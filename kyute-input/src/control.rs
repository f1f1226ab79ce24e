//! Input controls.
//!
//! A control owns a value and a cache of the aspects applied to it. Aspects are resolved lazily,
//! the first time they are asked for:
//!
//! 1. a cached applied aspect is returned as is,
//! 2. otherwise the control's own override hook may supply it (see [`AspectConversion`]),
//! 3. otherwise the aspect definition is applied to the control.
//!
//! The result is cached for the lifetime of the control. Setup callbacks registered for an aspect
//! run once, right after the aspect is resolved.
use crate::{
    applied::{Applied, AppliedAny},
    aspect::{Aspect, AnyAspect, AspectId},
    conversion::AspectConversion,
    error::{CancelReason, ControlError},
    supply::Supply,
    value::ValueTracker,
};
use kyute_common::{Counter, Data};
use smallvec::SmallVec;
use std::{
    any::{type_name, Any},
    cell::RefCell,
    collections::HashMap,
    fmt, mem,
    num::NonZeroU64,
    rc::{Rc, Weak},
};
use tracing::{trace, warn};

static CONTROL_ID_COUNTER: Counter = Counter::new();

/// Control ID.
#[derive(Copy, Clone, Hash, PartialEq, Eq, Ord, PartialOrd)]
#[repr(transparent)]
pub struct ControlId(NonZeroU64);

impl ControlId {
    fn next() -> ControlId {
        ControlId(CONTROL_ID_COUNTER.next_nonzero())
    }

    pub fn to_u64(self) -> u64 {
        self.0.get()
    }
}

impl fmt::Debug for ControlId {
    fn fmt(&self, f: &mut fmt::Formatter) -> fmt::Result {
        write!(f, "control#{}", self.0)
    }
}

/// Setup callback of an aspect, called with the applied aspect once it is resolved.
pub type SetupFn = Box<dyn FnOnce(&AppliedAny)>;

enum AspectSlot {
    /// Not resolved yet, with the setups waiting for resolution.
    Pending(SmallVec<[SetupFn; 1]>),
    /// Being resolved. Setups registered in the meantime run after resolution.
    ///
    /// Resolving the aspect again in this state panics: its definition, directly or not, needs
    /// its own instance to produce it. Registering a setup needs no instance yet, so it is queued.
    Resolving(SmallVec<[SetupFn; 1]>),
    Resolved(AppliedAny),
}

/// Type-erased control.
///
/// This is what aspect definitions, applied aspects and conversions see of a control.
pub trait AnyControl {
    fn id(&self) -> ControlId;

    fn supply(&self) -> &Supply;

    /// Name of the type of the control's value, for diagnostics.
    fn value_type_name(&self) -> &'static str;

    fn as_any(&self) -> &dyn Any;

    fn downgrade(&self) -> Weak<dyn AnyControl>;

    /// Resolves an aspect on this control, applying it if necessary.
    fn resolve_any(&self, aspect: &dyn AnyAspect) -> AppliedAny;

    /// Returns the aspect already resolved on this control, without resolving it.
    fn recorded_any(&self, aspect: AspectId) -> Option<AppliedAny>;

    /// Registers a setup callback for an aspect.
    ///
    /// Runs it immediately if the aspect has been resolved already.
    fn setup_any(&self, aspect: AspectId, setup: SetupFn);
}

impl<'a> dyn AnyControl + 'a {
    /// Returns the instance of `aspect` for this control.
    pub fn aspect<I: Clone + 'static>(&self, aspect: &Aspect<I>) -> Option<I> {
        self.applied(aspect).into_instance()
    }

    pub fn applied<I: Clone + 'static>(&self, aspect: &Aspect<I>) -> Applied<I> {
        self.resolve_any(aspect).typed::<I>(aspect.name()).clone()
    }

    /// Recovers the typed control.
    pub fn downcast<V: Data>(&self) -> Result<Control<V>, ControlError> {
        self.as_any()
            .downcast_ref::<ControlInner<V>>()
            .and_then(|inner| inner.this.upgrade())
            .map(Control)
            .ok_or_else(|| ControlError::ValueTypeMismatch {
                expected: type_name::<V>(),
                actual: self.value_type_name(),
            })
    }
}

pub(crate) struct ControlInner<V> {
    id: ControlId,
    this: Weak<ControlInner<V>>,
    value: ValueTracker<V>,
    aspects: RefCell<HashMap<AspectId, AspectSlot>>,
    /// Override hook, consulted before applying an aspect definition.
    local: AspectConversion,
}

impl<V: Data> AnyControl for ControlInner<V> {
    fn id(&self) -> ControlId {
        self.id
    }

    fn supply(&self) -> &Supply {
        self.value.supply()
    }

    fn value_type_name(&self) -> &'static str {
        type_name::<V>()
    }

    fn as_any(&self) -> &dyn Any {
        self
    }

    fn downgrade(&self) -> Weak<dyn AnyControl> {
        self.this.clone()
    }

    fn resolve_any(&self, aspect: &dyn AnyAspect) -> AppliedAny {
        let id = aspect.id();
        let setups = {
            let mut slots = self.aspects.borrow_mut();
            let slot = slots
                .entry(id)
                .or_insert_with(|| AspectSlot::Pending(SmallVec::new()));
            match slot {
                AspectSlot::Resolved(applied) => return applied.clone(),
                AspectSlot::Resolving(_) => {
                    panic!(
                        "aspect `{}` resolution recursed into itself on {:?}",
                        aspect.name(),
                        self.id
                    )
                }
                AspectSlot::Pending(setups) => {
                    let setups = mem::take(setups);
                    *slot = AspectSlot::Resolving(SmallVec::new());
                    setups
                }
            }
        };

        let applied = match self.local.apply(self, aspect) {
            Some(applied) => applied,
            None => {
                trace!(aspect = aspect.name(), control = ?self.id, "applying aspect");
                aspect.apply_any(self)
            }
        };

        let late_setups = match self.aspects.borrow_mut().insert(id, AspectSlot::Resolved(applied.clone())) {
            Some(AspectSlot::Resolving(setups)) => setups,
            _ => SmallVec::new(),
        };
        for setup in setups.into_iter().chain(late_setups) {
            setup(&applied);
        }
        applied
    }

    fn recorded_any(&self, aspect: AspectId) -> Option<AppliedAny> {
        match self.aspects.borrow().get(&aspect) {
            Some(AspectSlot::Resolved(applied)) => Some(applied.clone()),
            _ => None,
        }
    }

    fn setup_any(&self, aspect: AspectId, setup: SetupFn) {
        let applied = {
            let mut slots = self.aspects.borrow_mut();
            match slots
                .entry(aspect)
                .or_insert_with(|| AspectSlot::Pending(SmallVec::new()))
            {
                AspectSlot::Resolved(applied) => applied.clone(),
                AspectSlot::Pending(setups) | AspectSlot::Resolving(setups) => {
                    setups.push(setup);
                    return;
                }
            }
        };
        setup(&applied);
    }
}

/// Input control holding a value of type `V`.
///
/// Cloning gives another handle to the same control.
pub struct Control<V>(pub(crate) Rc<ControlInner<V>>);

impl<V> Clone for Control<V> {
    fn clone(&self) -> Self {
        Control(self.0.clone())
    }
}

impl<V: fmt::Debug> fmt::Debug for Control<V> {
    fn fmt(&self, f: &mut fmt::Formatter) -> fmt::Result {
        f.debug_struct("Control")
            .field("id", &self.0.id)
            .field("value", &self.0.value)
            .finish_non_exhaustive()
    }
}

impl<V: Data> Control<V> {
    /// Creates a control with the given initial value.
    pub fn new(value: V) -> Control<V> {
        Control::with_aspects(value, AspectConversion::none())
    }

    /// Creates a control whose aspects may be overridden by `aspects` before definitions are
    /// applied.
    pub fn with_aspects(value: V, aspects: AspectConversion) -> Control<V> {
        Control::from_tracker(ValueTracker::new(value), aspects)
    }

    /// Creates a control tracking an existing value.
    ///
    /// The control's lifetime is the tracker's supply.
    pub fn from_tracker(value: ValueTracker<V>, aspects: AspectConversion) -> Control<V> {
        let id = ControlId::next();
        trace!(control = ?id, value_type = type_name::<V>(), "new control");
        Control(Rc::new_cyclic(|this| ControlInner {
            id,
            this: this.clone(),
            value,
            aspects: RefCell::new(HashMap::new()),
            local: aspects,
        }))
    }

    pub fn id(&self) -> ControlId {
        self.0.id
    }

    pub fn ptr_eq(&self, other: &Control<V>) -> bool {
        Rc::ptr_eq(&self.0, &other.0)
    }

    pub fn as_any_control(&self) -> &dyn AnyControl {
        &*self.0
    }

    pub fn to_any_control(&self) -> Rc<dyn AnyControl> {
        self.0.clone()
    }

    /// The tracker of the control's value.
    pub fn value(&self) -> &ValueTracker<V> {
        &self.0.value
    }

    /// Returns the current value.
    pub fn it(&self) -> V {
        self.0.value.get()
    }

    pub fn with<R>(&self, f: impl FnOnce(&V) -> R) -> R {
        self.0.value.with(f)
    }

    /// Assigns the value. Returns whether it changed.
    pub fn set(&self, value: V) -> bool {
        self.0.value.set(value)
    }

    pub fn try_set(&self, value: V) -> Result<bool, ControlError> {
        self.0.value.try_set(value)
    }

    /// Registers an observer of value changes. See [`ValueTracker::on_change`].
    pub fn on_change(&self, observer: impl Fn(&V, &V) + 'static) -> Supply {
        self.0.value.on_change(observer)
    }

    pub fn supply(&self) -> &Supply {
        self.0.value.supply()
    }

    /// Cuts the control off. Ends its change stream, and those of the controls converted from it.
    pub fn done(&self, reason: CancelReason) -> bool {
        self.supply().off(reason)
    }

    /// Returns the instance of `aspect` for this control.
    ///
    /// The aspect is applied on first request only; later requests return the same instance.
    /// `None` if the aspect is empty for this control.
    pub fn aspect<I: Clone + 'static>(&self, aspect: &Aspect<I>) -> Option<I> {
        self.as_any_control().aspect(aspect)
    }

    /// Returns the applied aspect, with its conversion rule.
    pub fn applied<I: Clone + 'static>(&self, aspect: &Aspect<I>) -> Applied<I> {
        self.as_any_control().applied(aspect)
    }

    /// Defers `setup` until `aspect` is resolved on this control.
    ///
    /// Runs immediately if it has been resolved already. Never runs if the aspect is never
    /// requested. Setups registered for the same aspect run in registration order.
    pub fn setup<I: Clone + 'static>(
        &self,
        aspect: &Aspect<I>,
        setup: impl FnOnce(Option<&I>, &Control<V>) + 'static,
    ) -> &Self {
        let name = aspect.name();
        self.setup_erased(aspect.id(), move |applied, control| {
            setup(applied.typed::<I>(name).instance(), control)
        });
        self
    }

    pub(crate) fn setup_erased(&self, aspect: AspectId, setup: impl FnOnce(&AppliedAny, &Control<V>) + 'static) {
        let this = self.0.this.clone();
        self.0.setup_any(
            aspect,
            Box::new(move |applied| match this.upgrade() {
                Some(inner) => setup(applied, &Control(inner)),
                None => warn!(?aspect, "control dropped before aspect setup"),
            }),
        );
    }
}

• [How to complete this task]: Go through the listing above and return each line that includes the word "trace".

• [Task answer]:
use tracing::{trace, warn};
                trace!(aspect = aspect.name(), control = ?self.id, "applying aspect");
        trace!(control = ?id, value_type = type_name::<V>(), "new control");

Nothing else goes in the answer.